In 1890, the residents of Grenoble—following the example of other cities at the time—sought to construct a statue of the Virgin Mary to watch over and protect the city's inhabitants.The statue would be named Notre-Dame d’en-Haut. Alfred Berruyer, architect of the renowned La Salette Basilica, was commissioned to build a 30-metre tower topped with a 3.6-metre golden statue of the Virgin Mary, fabricated from cast-iron and weighing 1.8 tonnes. Below this monumental statue—situated at each corner of the tower—were four additional statues representing the patron saints of the city: Saint Bruno, Saint Ferjus, Saint Francis de Sales and Saint Hugh. With the addition of the tower, the chapel was reopened on 25 October 1891, in the presence of the Bishop of Grenoble, Amand-Joseph Fava. However, just a few decades later, alarming cracks began appearing on the chapel's roof as a result of the tower's staggering weight.
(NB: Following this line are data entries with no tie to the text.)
//! Request-builder helpers for the outbound side of the endpoint:
//! registration, bootstrap, and blockwise download all start from one
//! of these instead of hand-assembling a `Message`.

use std::net::SocketAddr;
use std::sync::Arc;

use crate::message::{Code, Message, MessageType};
use crate::options::{BlockValue, MediaType, OptionNumber};
use crate::transport::{Endpoint, TransportError};

/// A confirmable request under construction, finished with `send`.
pub struct RequestBuilder {
    message: Message,
}

impl RequestBuilder {
    pub fn new(endpoint: &Endpoint, code: Code, path: &str) -> RequestBuilder {
        let mut message = Message::new(MessageType::Confirmable, code, endpoint.next_message_id())
            .with_token(endpoint.next_token());
        message.options.push_uri_path(path);
        RequestBuilder { message }
    }

    pub fn query(mut self, query: &str) -> RequestBuilder {
        self.message.options.push_uri_query(query);
        self
    }

    pub fn content_format(mut self, format: MediaType) -> RequestBuilder {
        self.message.options.push_uint(OptionNumber::ContentFormat, format.code() as u32);
        self
    }

    pub fn accept(mut self, format: MediaType) -> RequestBuilder {
        self.message.options.push_uint(OptionNumber::Accept, format.code() as u32);
        self
    }

    pub fn observe(mut self) -> RequestBuilder {
        self.message.options.push_uint(OptionNumber::Observe, 0);
        self
    }

    pub fn block1(mut self, block: BlockValue) -> RequestBuilder {
        self.message.options.push_block1(block);
        self
    }

    pub fn block2(mut self, block: BlockValue) -> RequestBuilder {
        self.message.options.push_block2(block);
        self
    }

    pub fn payload(mut self, payload: Vec<u8>) -> RequestBuilder {
        self.message.payload = payload;
        self
    }

    pub fn token(&self) -> &[u8] {
        &self.message.token
    }

    pub async fn send(self, endpoint: &Arc<Endpoint>, peer: SocketAddr) -> Result<Message, TransportError> {
        endpoint.request(self.message, peer).await
    }
}

#[cfg(test)]
mod tests {
    use super::*;

    #[tokio::test]
    async fn builder_assembles_expected_options() {
        let endpoint = Endpoint::bind("127.0.0.1:0".parse().unwrap()).await.unwrap();
        let builder = RequestBuilder::new(&endpoint, Code::POST, "rd")
            .query("ep=urn:imei:123")
            .query("lt=86400")
            .content_format(MediaType::LinkFormat);
        assert_eq!(builder.message.options.uri_path(), vec!["rd".to_string()]);
        assert_eq!(
            builder.message.options.uri_query(),
            vec!["ep=urn:imei:123".to_string(), "lt=86400".to_string()]
        );
        assert_eq!(builder.message.options.content_format(), Some(MediaType::LinkFormat.code()));
    }
}
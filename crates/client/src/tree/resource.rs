//! A single tree node below an `ObjectInstance`: `Single`,
//! `MultiResource`, or `Executable`, each with its own read/write/execute
//! behavior.
//!
//! Hooks never receive the tree; they close over whatever collaborator
//! handle they need. The tree itself is owned by the single task that
//! drives the CoAP server loop, so a hook can't reach back into it
//! without risking a deadlock against that task's own lock.

use std::collections::BTreeMap;

use lwm2m_core::{ResourceInstanceId, Value, ValueKind};

use crate::error::CoreError;

pub type ReadHook = Box<dyn Fn() -> Value + Send + Sync>;
pub type WriteHook = Box<dyn Fn(&Value) -> Result<(), CoreError> + Send + Sync>;
pub type ExecuteHook = Box<dyn Fn() + Send + Sync>;

pub struct SingleResource {
    kind: ValueKind,
    value: Value,
    read_hook: Option<ReadHook>,
    write_hook: Option<WriteHook>,
}

impl SingleResource {
    pub fn new(value: Value) -> SingleResource {
        SingleResource {
            kind: value.kind(),
            value,
            read_hook: None,
            write_hook: None,
        }
    }

    pub fn with_read_hook(mut self, hook: ReadHook) -> SingleResource {
        self.read_hook = Some(hook);
        self
    }

    pub fn with_write_hook(mut self, hook: WriteHook) -> SingleResource {
        self.write_hook = Some(hook);
        self
    }

    pub fn read(&self) -> Value {
        match &self.read_hook {
            Some(hook) => hook(),
            None => self.value.clone(),
        }
    }

    pub fn write(&mut self, value: Value) -> Result<(), CoreError> {
        if value.kind() != self.kind {
            return Err(CoreError::VariantMismatch {
                expected: self.kind,
                got: value.kind(),
            });
        }
        if let Some(hook) = &self.write_hook {
            hook(&value)?;
        }
        self.value = value;
        Ok(())
    }

    pub fn is_writable(&self) -> bool {
        true
    }
}

pub type MultiWriteHook = Box<dyn Fn(&[(ResourceInstanceId, Value)]) + Send + Sync>;

pub struct MultiResource {
    kind: ValueKind,
    instances: BTreeMap<ResourceInstanceId, Value>,
    write_hook: Option<MultiWriteHook>,
}

impl MultiResource {
    pub fn new(kind: ValueKind) -> MultiResource {
        MultiResource {
            kind,
            instances: BTreeMap::new(),
            write_hook: None,
        }
    }

    pub fn from_instances(kind: ValueKind, instances: BTreeMap<ResourceInstanceId, Value>) -> MultiResource {
        MultiResource {
            kind,
            instances,
            write_hook: None,
        }
    }

    /// Fires after a successful `write_all`, the multi-resource
    /// counterpart to `SingleResource::with_write_hook` — used where a
    /// write needs to signal something beyond storing the value (e.g.
    /// the bearer-preference resource stopping the running client).
    pub fn with_write_hook(mut self, hook: MultiWriteHook) -> MultiResource {
        self.write_hook = Some(hook);
        self
    }

    pub fn read(&self) -> Vec<(ResourceInstanceId, Value)> {
        self.instances.iter().map(|(id, v)| (*id, v.clone())).collect()
    }

    pub fn set(&mut self, id: ResourceInstanceId, value: Value) {
        self.instances.insert(id, value);
    }

    pub fn get(&self, id: ResourceInstanceId) -> Option<&Value> {
        self.instances.get(&id)
    }

    /// Replace every instance in `items` in one pass. Caller must
    /// already have validated every item's variant before calling this
    /// — validation happens before any mutation, so a bad item never
    /// leaves the map half-written.
    pub fn write_all(&mut self, items: Vec<(ResourceInstanceId, Value)>) -> Result<(), CoreError> {
        for (_id, value) in &items {
            if value.kind() != self.kind {
                return Err(CoreError::VariantMismatch {
                    expected: self.kind,
                    got: value.kind(),
                });
            }
        }
        for (id, value) in &items {
            self.instances.insert(*id, value.clone());
        }
        if let Some(hook) = &self.write_hook {
            hook(&items);
        }
        Ok(())
    }
}

pub struct ExecutableResource {
    hook: ExecuteHook,
}

impl ExecutableResource {
    pub fn new(hook: ExecuteHook) -> ExecutableResource {
        ExecutableResource { hook }
    }

    pub fn execute(&self) {
        (self.hook)()
    }
}

pub enum Resource {
    Single(SingleResource),
    Multi(MultiResource),
    Executable(ExecutableResource),
}

impl Resource {
    pub fn kind(&self) -> Option<ValueKind> {
        match self {
            Resource::Single(r) => Some(r.kind),
            Resource::Multi(r) => Some(r.kind),
            Resource::Executable(_) => None,
        }
    }

    pub fn read_single(&self) -> Result<Value, CoreError> {
        match self {
            Resource::Single(r) => Ok(r.read()),
            _ => Err(CoreError::MethodNotAllowed),
        }
    }

    pub fn read_multi(&self) -> Result<Vec<(ResourceInstanceId, Value)>, CoreError> {
        match self {
            Resource::Multi(r) => Ok(r.read()),
            _ => Err(CoreError::MethodNotAllowed),
        }
    }

    pub fn write_single(&mut self, value: Value) -> Result<(), CoreError> {
        match self {
            Resource::Single(r) => r.write(value),
            Resource::Multi(_) | Resource::Executable(_) => Err(CoreError::ValidationFailed(
                "RESOURCE_VALUE write targets a non-single resource".into(),
            )),
        }
    }

    pub fn write_multi(&mut self, items: Vec<(ResourceInstanceId, Value)>) -> Result<(), CoreError> {
        match self {
            Resource::Multi(r) => r.write_all(items),
            Resource::Single(_) | Resource::Executable(_) => Err(CoreError::ValidationFailed(
                "MULTIPLE_RESOURCE write targets a non-multi resource".into(),
            )),
        }
    }

    pub fn execute(&self) -> Result<(), CoreError> {
        match self {
            Resource::Executable(r) => {
                r.execute();
                Ok(())
            }
            Resource::Single(_) | Resource::Multi(_) => Err(CoreError::MethodNotAllowed),
        }
    }

    /// Encode this node's current value(s) to its TLV wire form, as
    /// addressed either directly (`/O/I/R`) or folded into the parent
    /// instance's packed payload.
    pub fn encode(&self, id: lwm2m_core::ResourceId) -> Vec<u8> {
        match self {
            Resource::Single(r) => lwm2m_core::tlv::pack_resource_value(id, &r.value),
            Resource::Multi(r) => lwm2m_core::tlv::pack_multi_resource(id, &r.read()),
            Resource::Executable(_) => Vec::new(),
        }
    }
}

#[cfg(test)]
mod tests {
    use super::*;

    #[test]
    fn single_write_rejects_variant_mismatch() {
        let mut r = SingleResource::new(Value::Integer(1));
        assert!(matches!(
            r.write(Value::String("oops".into())),
            Err(CoreError::VariantMismatch { .. })
        ));
        assert_eq!(r.read(), Value::Integer(1));
    }

    #[test]
    fn single_write_hook_can_reject() {
        let mut r = SingleResource::new(Value::Integer(1))
            .with_write_hook(Box::new(|_| Err(CoreError::ValidationFailed("no".into()))));
        assert!(r.write(Value::Integer(2)).is_err());
        assert_eq!(r.read(), Value::Integer(1));
    }

    #[test]
    fn multi_write_all_or_nothing() {
        let mut m = MultiResource::new(ValueKind::Integer);
        m.set(0, Value::Integer(1));
        let items = vec![(1u16, Value::Integer(2)), (2u16, Value::String("bad".into()))];
        assert!(m.write_all(items).is_err());
        assert_eq!(m.read(), vec![(0, Value::Integer(1))]);
    }

    #[test]
    fn executable_runs_hook() {
        use std::sync::atomic::{AtomicBool, Ordering};
        use std::sync::Arc;
        let flag = Arc::new(AtomicBool::new(false));
        let flag2 = Arc::clone(&flag);
        let r = Resource::Executable(ExecutableResource::new(Box::new(move || {
            flag2.store(true, Ordering::SeqCst);
        })));
        r.execute().unwrap();
        assert!(flag.load(Ordering::SeqCst));
    }
}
To prevent the chapel from collapsing, it was decided in 1935 that the tower would be demolished, with the demolition eventually occurring on 18 January 1936. Unfortunately, the statues would disappear afterwards; their whereabouts are presently unknown and only the statue of Saint Francis de Sales has been rediscovered. It was found in the garden of a former private clinic on Rue Thiers .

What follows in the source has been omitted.